Scientists have grown a perfectly compatible ear in a lab and grafted it onto a patient, in what they said was a world first in regenerative medicine.

The groundbreaking technique saw them use the patient’s own ear cartilage cells to form a new one.

Five children suffering from a condition known as microtia, in which the external ear is underdeveloped, have undergone the experimental surgery.

The first child to have the procedure two-and-a-half years ago was showing no signs the body has rejected or accidentally absorbed the new cells, the Chinese team who developed the procedure wrote when they published their findings in the journal EBioMedicine.

Currently the widely used treatments for microtia include the use of silicone prosthetic ears, or rib-cartilage reconstruction, which has mixed results.

The new technique involves taking a scan of the child’s unaffected ear, reversing the dimensions and 3D-printing a biodegradable mould punctuated with tiny holes.

Cartilage cells taken from the recipient’s other, unaffected ear are then used to fill the holes while the new ear is still in the lab.

Over three months the cartilage cells begin to grow in the shape of the mould, and the mould itself begins to break down.

While this process is underway, the ear is grafted onto the recipient.

“It’s a very exciting approach,” Tessa Hadlock, a reconstructive plastic surgeon at the Massachusetts Eye and Ear Infirmary in Boston, told New Scientist, which first reported on the research.

“They’ve shown that it is possible to get close to restoring the ear structure.”

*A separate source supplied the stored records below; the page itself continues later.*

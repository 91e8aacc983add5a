/// Terminal-based ASCII rasterizer for the SG3D script pipeline
pub mod renderer;

pub use renderer::AsciiCanvas;
/// ASCII rasterizer backing the script pipeline
use crossterm::{
    style::{Color, Print, ResetColor, SetForegroundColor},
    QueueableCommand,
};
use nalgebra::{Point3, Vector3};
use std::fs::File;
use std::io::{self, stdout, BufWriter, Write};
use sg3d_core::{EdgeList, PolygonList, Rasterizer};

/// Character luminosity ramp for shading (darkest to lightest)
const LUMINOSITY_RAMP: &[char] = &[' ', '.', ':', '-', '=', '+', '*', '#', '%', '@'];

/// Character used for wireframe edges
const LINE_CHAR: char = '#';

/// Character canvas with a depth buffer. Script coordinates are canvas
/// cells with the origin at the bottom-left and y increasing upward;
/// samples falling outside the canvas are dropped.
pub struct AsciiCanvas {
    width: usize,
    height: usize,
    depth_buffer: Vec<f32>,
    char_buffer: Vec<char>,
}

impl AsciiCanvas {
    pub fn new(width: usize, height: usize) -> Self {
        let size = width * height;
        Self {
            width,
            height,
            depth_buffer: vec![f32::INFINITY; size],
            char_buffer: vec![' '; size],
        }
    }

    pub fn width(&self) -> usize {
        self.width
    }

    pub fn height(&self) -> usize {
        self.height
    }

    pub fn clear(&mut self) {
        for i in 0..self.depth_buffer.len() {
            self.depth_buffer[i] = f32::INFINITY;
            self.char_buffer[i] = ' ';
        }
    }

    /// Character at a canvas cell (x right, y up). Out of bounds reads as
    /// a blank.
    pub fn at(&self, x: usize, y: usize) -> char {
        if x < self.width && y < self.height {
            self.char_buffer[(self.height - 1 - y) * self.width + x]
        } else {
            ' '
        }
    }

    /// Plot one sample with a depth test. The viewer looks down -Z, so
    /// smaller `-z` wins.
    fn plot(&mut self, x: f32, y: f32, z: f32, character: char) {
        let col = x.round() as i64;
        let row = self.height as i64 - 1 - y.round() as i64;
        if col < 0 || row < 0 || col >= self.width as i64 || row >= self.height as i64 {
            return;
        }
        let idx = row as usize * self.width + col as usize;
        let depth = -z;
        if depth < self.depth_buffer[idx] {
            self.depth_buffer[idx] = depth;
            self.char_buffer[idx] = character;
        }
    }

    fn draw_segment(&mut self, p0: Point3<f32>, p1: Point3<f32>) {
        let dx = p1.x - p0.x;
        let dy = p1.y - p0.y;
        let steps = dx.abs().max(dy.abs()).ceil().max(1.0);

        // DDA walk, one sample per covered cell.
        let n = steps as usize;
        for i in 0..=n {
            let t = i as f32 / steps;
            self.plot(
                p0.x + dx * t,
                p0.y + dy * t,
                p0.z + (p1.z - p0.z) * t,
                LINE_CHAR,
            );
        }
    }

    fn fill_triangle(&mut self, tri: &[Point3<f32>; 3], character: char) {
        let (v0, v1, v2) = (tri[0], tri[1], tri[2]);

        // Bounding box clipped to the canvas.
        let min_x = (v0.x.min(v1.x).min(v2.x).floor() as i64).max(0);
        let max_x = (v0.x.max(v1.x).max(v2.x).ceil() as i64).min(self.width as i64 - 1);
        let min_y = (v0.y.min(v1.y).min(v2.y).floor() as i64).max(0);
        let max_y = (v0.y.max(v1.y).max(v2.y).ceil() as i64).min(self.height as i64 - 1);

        for y in min_y..=max_y {
            for x in min_x..=max_x {
                let px = x as f32;
                let py = y as f32;
                if let Some((w0, w1, w2)) =
                    barycentric((v0.x, v0.y), (v1.x, v1.y), (v2.x, v2.y), (px, py))
                {
                    if w0 >= 0.0 && w1 >= 0.0 && w2 >= 0.0 {
                        let z = w0 * v0.z + w1 * v1.z + w2 * v2.z;
                        self.plot(px, py, z, character);
                    }
                }
            }
        }
    }

    /// Queue the canvas to a writer with crossterm styling.
    pub fn draw<W: Write>(&self, writer: &mut W) -> io::Result<()> {
        for y in 0..self.height {
            for x in 0..self.width {
                let c = self.char_buffer[y * self.width + x];

                // Color based on character intensity
                let color = match c {
                    ' ' | '.' | ':' => Color::DarkGrey,
                    '-' | '=' => Color::Grey,
                    '+' | '*' => Color::White,
                    '#' | '%' | '@' => Color::Cyan,
                    _ => Color::White,
                };

                writer.queue(SetForegroundColor(color))?;
                writer.queue(Print(c))?;
            }
            writer.queue(Print('\n'))?;
        }
        writer.queue(ResetColor)?;
        Ok(())
    }
}

impl Rasterizer for AsciiCanvas {
    fn draw_lines(&mut self, edges: &EdgeList) {
        for (p0, p1) in edges.edges() {
            self.draw_segment(p0, p1);
        }
    }

    fn draw_polygons(&mut self, polygons: &PolygonList) {
        let light_dir = Vector3::new(0.0, 0.0, 1.0);
        for tri in polygons.triangles() {
            let normal = (tri[1] - tri[0]).cross(&(tri[2] - tri[0]));
            // Degenerate triangles rasterize to nothing; skip early.
            if normal.norm() < 1e-9 {
                continue;
            }
            let brightness = normal.normalize().dot(&light_dir).max(0.0);

            let char_index = (brightness * (LUMINOSITY_RAMP.len() - 1) as f32) as usize;
            let char_index = char_index.min(LUMINOSITY_RAMP.len() - 1);
            self.fill_triangle(&tri, LUMINOSITY_RAMP[char_index]);
        }
    }

    fn display(&mut self) -> io::Result<()> {
        let mut out = stdout();
        self.draw(&mut out)?;
        out.flush()
    }

    fn save(&mut self, filename: &str) -> io::Result<()> {
        let mut writer = BufWriter::new(File::create(filename)?);
        for y in 0..self.height {
            let row: String = self.char_buffer[y * self.width..(y + 1) * self.width]
                .iter()
                .collect();
            writeln!(writer, "{}", row.trim_end())?;
        }
        writer.flush()
    }
}

/// Barycentric coordinates of a point in a triangle, `None` when the
/// triangle is degenerate in screen space.
fn barycentric(
    v0: (f32, f32),
    v1: (f32, f32),
    v2: (f32, f32),
    p: (f32, f32),
) -> Option<(f32, f32, f32)> {
    let denom = (v1.1 - v2.1) * (v0.0 - v2.0) + (v2.0 - v1.0) * (v0.1 - v2.1);

    if denom.abs() < 1e-6 {
        return None;
    }

    let w0 = ((v1.1 - v2.1) * (p.0 - v2.0) + (v2.0 - v1.0) * (p.1 - v2.1)) / denom;
    let w1 = ((v2.1 - v0.1) * (p.0 - v2.0) + (v0.0 - v2.0) * (p.1 - v2.1)) / denom;
    let w2 = 1.0 - w0 - w1;

    Some((w0, w1, w2))
}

The scientists will now monitor the recipients for at least five years to evaluate the success of the procedure. They will be checking whether the ears remain intact after the moulded scaffold has completely broken down, and working to refine the procedure in the hope of producing increasingly natural-looking ears.

The Vacanti mouse (Wikimedia)

The surgery was reportedly inspired by the so-called earmouse, a lab mouse which appeared to have a human ear growing on its back.

The 1997 experiment by a team in Massachusetts General Hospital in Boston, led by Charles Vacanti, sparked an outcry among animal rights activists and religious groups after the publication of a picture of the live mouse.

Misinformation about the technique, including that the mouse had been “genetically engineered” to grow the ear sparked protests, despite the fact the ear had been grafted onto the mouse.